Not for the usual reasons that people get their licence; I gained enough
independence from catching the bus and trains on weekends and later had a
boyfriend/chauffer to get me from A to B. I rushed to get my licence because
the children on the bus genuinely hated me.
I do not intend this to be a sob story in any way, their
torture was retrospectively hilarious and clever and I turned out fine in the
end. Plus, I would have hated me if I were them. By all accounts I was a
pretentious child who entered kindergarten telling everyone who would listen what
a monotreme was. I am pretty sure I didn’t improve as I got older either. This tendency
to be a smart ass, coupled with my extremely tiny stature – being only about
four and half feet until I was sixteen – meant that I was a perfect target. I
might just have gone un-noticed had
my first bus trip home from my new school in year five not been such a debacle.
Back when I was ten you used to walk up steps onto the bus (nothing
was as convenient as it is these days) and on this first day home from my new school
I was the last person in the bus queue. The line grew shorter and shorter until
everybody, except about two people, were seated waiting for the bus to depart. Due
to my aforementioned height disadvantage, the bus driver couldn’t see past
these last two people to tiny little Maz at the bottom of the steps. So
unfortunately, while still waiting patiently to show the bus driver my bus pass,
he shut the door and began to drive away. This meant I was wedged – one arm and
leg in and one arm, leg and school bag out – of the door of the bus that was
making its way rapidly down the road. I was literally half in and half out of
the bus as it departed the curb. All the cool kids from their back seat bandit
vantage point could see me flailing and yelling and were consequently flailing
and yelling themselves – with uncontrollable laughter. The driver eventually
noticed me, what felt like a kilometre (but was probably only twenty meters)

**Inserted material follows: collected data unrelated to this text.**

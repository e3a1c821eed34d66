use std::sync::Arc;

use anyhow::Context;
use tracing_subscriber::layer::SubscriberExt;
use tracing_subscriber::util::SubscriberInitExt;
use tracing_subscriber::{EnvFilter, fmt};

use suraksha_setu::config::{ServerConfig, TriageConfig};
use suraksha_setu::llm::{InferenceClient, LlmConfig, create_provider};
use suraksha_setu::pipeline::TriagePipeline;
use suraksha_setu::reports::{MediaStore, report_routes};
use suraksha_setu::store::{IncidentStore, LibSqlBackend};

#[tokio::main]
async fn main() -> anyhow::Result<()> {
    // Install rustls crypto provider before any TLS usage
    rustls::crypto::ring::default_provider()
        .install_default()
        .map_err(|_| anyhow::anyhow!("Failed to install rustls crypto provider"))?;

    let server_config = ServerConfig::from_env();

    // Initialize tracing; the guard must outlive the server.
    let _log_guard = init_tracing(&server_config);

    let llm_config = LlmConfig::from_env().context("LLM configuration")?;
    let triage_config = TriageConfig::from_env();

    eprintln!("🛟 Suraksha Setu v{}", env!("CARGO_PKG_VERSION"));
    eprintln!("   Model: {}", llm_config.model);
    eprintln!("   Inference timeout: {:?}", triage_config.inference_timeout);
    eprintln!("   Report API: http://0.0.0.0:{}/report/", server_config.port);
    eprintln!("   Reports: http://0.0.0.0:{}/reports/", server_config.port);

    // Create LLM provider
    let llm = create_provider(&llm_config, triage_config.inference_timeout)?;
    let client = InferenceClient::new(llm, triage_config.inference_timeout);
    let pipeline = Arc::new(TriagePipeline::new(client, &triage_config));

    // ── Database ─────────────────────────────────────────────────────────
    let store: Arc<dyn IncidentStore> = Arc::new(
        LibSqlBackend::new_local(&server_config.db_path)
            .await
            .with_context(|| format!("opening database at {}", server_config.db_path.display()))?,
    );
    eprintln!("   Database: {}", server_config.db_path.display());

    let media = MediaStore::new(&server_config.upload_dir);
    eprintln!("   Uploads: {}", server_config.upload_dir.display());

    let app = report_routes(pipeline, store, media);

    let listener = tokio::net::TcpListener::bind(("0.0.0.0", server_config.port))
        .await
        .with_context(|| format!("binding port {}", server_config.port))?;
    tracing::info!(port = server_config.port, "Suraksha Setu listening");

    axum::serve(listener, app)
        .with_graceful_shutdown(async {
            tokio::signal::ctrl_c().await.ok();
        })
        .await?;

    tracing::info!("Shut down cleanly");
    Ok(())
}

/// Stderr logging, plus a daily-rotated file when a log directory is set.
fn init_tracing(config: &ServerConfig) -> Option<tracing_appender::non_blocking::WorkerGuard> {
    let filter = EnvFilter::try_from_default_env().unwrap_or_else(|_| EnvFilter::new("info"));
    let stderr = fmt::layer().with_target(false).with_writer(std::io::stderr);

    match &config.log_dir {
        Some(dir) => {
            let appender = tracing_appender::rolling::daily(dir, "suraksha-setu.log");
            let (writer, guard) = tracing_appender::non_blocking(appender);
            tracing_subscriber::registry()
                .with(filter)
                .with(stderr)
                .with(fmt::layer().with_ansi(false).with_writer(writer))
                .init();
            Some(guard)
        }
        None => {
            tracing_subscriber::registry().with(filter).with(stderr).init();
            None
        }
    }
}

down the road, and let me completely onto the bus. I was all red, sobbing with
fear and sporting a grimy line right down the centre of my uniform from the bus
doors. It was from this day forward that the cool kids from the local catholic
school hated me. And to their credit, their hatred lasted for a good six years,
right up until I got my driver’s licence and stopped getting that bus.
One of the bullies I grew to have quite a crush on, he
looked like Zac Hanson with dreadlocks and piercing blue eyes. One day I
offered him five dollars to be my boyfriend and he spat on me. Properly spat on
me, mind you. He hocked up a big loogie and spat it right onto my winter
jumper. I took it off and washed it as soon as I got home, probably more
heartbroken that he spat on my jumper and not in my mouth, than anything.
Another time, the ring leader; a chubby, pretty, blonde
girl, threw my wallet out the window of the bus when we were about a kilometre
from my house. I had to get off the bus, walk back and gather all of my coins
and cards off the road and then walk the rest of the way home because my bus
pass didn’t allow me to catch the bus from where I got off. That girl was an
evil genius. I looked her up on Facebook hoping to find that she had become an
ugly crone with a difficult life. She was stunning and seemed to be extremely
successful. Go figure.
So I got my driver’s licence at 8.30am the day I turned
seventeen, and wouldn’t you know, each one of those horrible children’s houses
received a drive-by egging within the month. Call it vigilante justice.